# Requirement
Please return every record below exactly as it stands.

# Stored entries
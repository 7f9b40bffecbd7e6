//! Configuration loading from disk.

use std::fs;
use std::path::Path;

use thiserror::Error;

use crate::config::schema::FramelinkConfig;
use crate::config::validation::{validate_config, ValidationError};

/// Error type for configuration loading.
#[derive(Debug, Error)]
pub enum ConfigError {
    #[error("IO error: {0}")]
    Io(#[from] std::io::Error),

    #[error("Parse error: {0}")]
    Parse(#[from] toml::de::Error),

    #[error("Validation failed: {}", join(.0))]
    Validation(Vec<ValidationError>),
}

fn join(errors: &[ValidationError]) -> String {
    errors
        .iter()
        .map(ToString::to_string)
        .collect::<Vec<_>>()
        .join(", ")
}

/// Load and validate configuration from a TOML file.
pub fn load_config(path: &Path) -> Result<FramelinkConfig, ConfigError> {
    let content = fs::read_to_string(path)?;
    parse_config(&content)
}

/// Parse and validate configuration from TOML text.
pub fn parse_config(content: &str) -> Result<FramelinkConfig, ConfigError> {
    let config: FramelinkConfig = toml::from_str(content)?;
    validate_config(&config).map_err(ConfigError::Validation)?;
    Ok(config)
}

#[cfg(test)]
mod tests {
    use super::*;

    #[test]
    fn empty_file_yields_defaults() {
        let config = parse_config("").unwrap();
        assert_eq!(config.listener.bind_address, "127.0.0.1:7420");
    }

    #[test]
    fn semantic_errors_are_reported_together() {
        let err = parse_config(
            r#"
            [session]
            end_to_end_timeout_ms = 0
            max_frame_size = 0
            "#,
        )
        .unwrap_err();

        match err {
            ConfigError::Validation(errors) => assert_eq!(errors.len(), 2),
            other => panic!("unexpected error: {other}"),
        }
    }

    #[test]
    fn syntax_errors_are_parse_errors() {
        assert!(matches!(parse_config("[session"), Err(ConfigError::Parse(_))));
    }

    #[test]
    fn missing_file_is_io_error() {
        let err = load_config(Path::new("/definitely/not/here.toml")).unwrap_err();
        assert!(matches!(err, ConfigError::Io(_)));
    }
}
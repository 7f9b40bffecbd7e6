//! Network layer subsystem.
//!
//! # Data Flow
//! ```text
//! Incoming TCP connection
//!     → listener.rs (accept loop, connection limits)
//!     → registry.rs (identity, live-connection tracking)
//!     → session::Client (lifecycle, protocol)
//!
//! Outgoing connection
//!     → resolver.rs (host:port → address)
//!     → session::Client::connect
//!
//! Both directions
//!     → transport.rs (length-prefixed frames)
//! ```
//!
//! # Design Decisions
//! - Bounded accept queue prevents resource exhaustion
//! - Each accepted connection is registered until it reports disconnection

pub mod listener;
pub mod registry;
pub mod resolver;
pub mod transport;

pub use listener::{ClientFactory, Listener};
pub use registry::{ConnectionId, ConnectionRegistry};
pub use transport::FramedTransport;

# Your solution
repository 7f9b40bffecbd7e6
//! Configuration loading from disk.

use std::fs;
use std::path::Path;

use thiserror::Error;

use crate::config::schema::FramelinkConfig;
use crate::config::validation::{validate_config, ValidationError};

/// Error type for configuration loading.
#[derive(Debug, Error)]
pub enum ConfigError {
    #[error("IO error: {0}")]
    Io(#[from] std::io::Error),

    #[error("Parse error: {0}")]
    Parse(#[from] toml::de::Error),

    #[error("Validation failed: {}", join(.0))]
    Validation(Vec<ValidationError>),
}

fn join(errors: &[ValidationError]) -> String {
    errors
        .iter()
        .map(ToString::to_string)
        .collect::<Vec<_>>()
        .join(", ")
}

/// Load and validate configuration from a TOML file.
pub fn load_config(path: &Path) -> Result<FramelinkConfig, ConfigError> {
    let content = fs::read_to_string(path)?;
    parse_config(&content)
}

/// Parse and validate configuration from TOML text.
pub fn parse_config(content: &str) -> Result<FramelinkConfig, ConfigError> {
    let config: FramelinkConfig = toml::from_str(content)?;
    validate_config(&config).map_err(ConfigError::Validation)?;
    Ok(config)
}

#[cfg(test)]
mod tests {
    use super::*;

    #[test]
    fn empty_file_yields_defaults() {
        let config = parse_config("").unwrap();
        assert_eq!(config.listener.bind_address, "127.0.0.1:7420");
    }

    #[test]
    fn semantic_errors_are_reported_together() {
        let err = parse_config(
            r#"
            [session]
            end_to_end_timeout_ms = 0
            max_frame_size = 0
            "#,
        )
        .unwrap_err();

        match err {
            ConfigError::Validation(errors) => assert_eq!(errors.len(), 2),
            other => panic!("unexpected error: {other}"),
        }
    }

    #[test]
    fn syntax_errors_are_parse_errors() {
        assert!(matches!(parse_config("[session"), Err(ConfigError::Parse(_))));
    }

    #[test]
    fn missing_file_is_io_error() {
        let err = load_config(Path::new("/definitely/not/here.toml")).unwrap_err();
        assert!(matches!(err, ConfigError::Io(_)));
    }
}
repository 7f9b40bffecbd7e6
//! Network layer subsystem.
//!
//! # Data Flow
//! ```text
//! Incoming TCP connection
//!     → listener.rs (accept loop, connection limits)
//!     → registry.rs (identity, live-connection tracking)
//!     → session::Client (lifecycle, protocol)
//!
//! Outgoing connection
//!     → resolver.rs (host:port → address)
//!     → session::Client::connect
//!
//! Both directions
//!     → transport.rs (length-prefixed frames)
//! ```
//!
//! # Design Decisions
//! - Bounded accept queue prevents resource exhaustion
//! - Each accepted connection is registered until it reports disconnection

pub mod listener;
pub mod registry;
pub mod resolver;
pub mod transport;

pub use listener::{ClientFactory, Listener};
pub use registry::{ConnectionId, ConnectionRegistry};
pub use transport::FramedTransport;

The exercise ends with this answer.